Among the lines below, tally those holding the string "domain" and give the total only.

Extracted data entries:
——————————

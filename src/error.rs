//! Error types for the table tennis core
//!
//! Fallible operations return the anyhow-based [`Result`]; the domain specific
//! failure is always a [`LeagueError`] that callers can recover with
//! `downcast_ref`.

use crate::game::Slot;

/// Result type alias for convenience
pub type Result<T> = anyhow::Result<T>;

/// Custom error types for specific league scenarios
#[derive(Debug, Clone, PartialEq, thiserror::Error)]
pub enum LeagueError {
    #[error("Point difference {points_b} - {points_a} is outside the rating formula domain")]
    InvalidPointDifference { points_a: i32, points_b: i32 },

    #[error("Expected score for {points_a} vs {points_b} is not a finite number")]
    NonFiniteExpectation { points_a: i32, points_b: i32 },

    #[error("Rating change for {points_a} vs {points_b} does not fit the point range")]
    ChangeOutOfRange { points_a: i32, points_b: i32 },

    #[error("Result already decided for {current:?}, cannot change to {requested:?}")]
    ResultAlreadyDecided { current: Slot, requested: Slot },

    #[error("Unknown result token: {token:?}")]
    UnknownResultToken { token: String },

    #[error("Unknown team match system: {name}")]
    UnknownTeamMatchSystem { name: String },

    #[error("Invalid lineup: {reason}")]
    InvalidLineup { reason: String },

    #[error("All {capacity} games of {system} are already recorded")]
    SheetFull {
        system: &'static str,
        capacity: usize,
    },

    #[error("Configuration error: {message}")]
    ConfigurationError { message: String },
}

——————————

ANSWER ->
2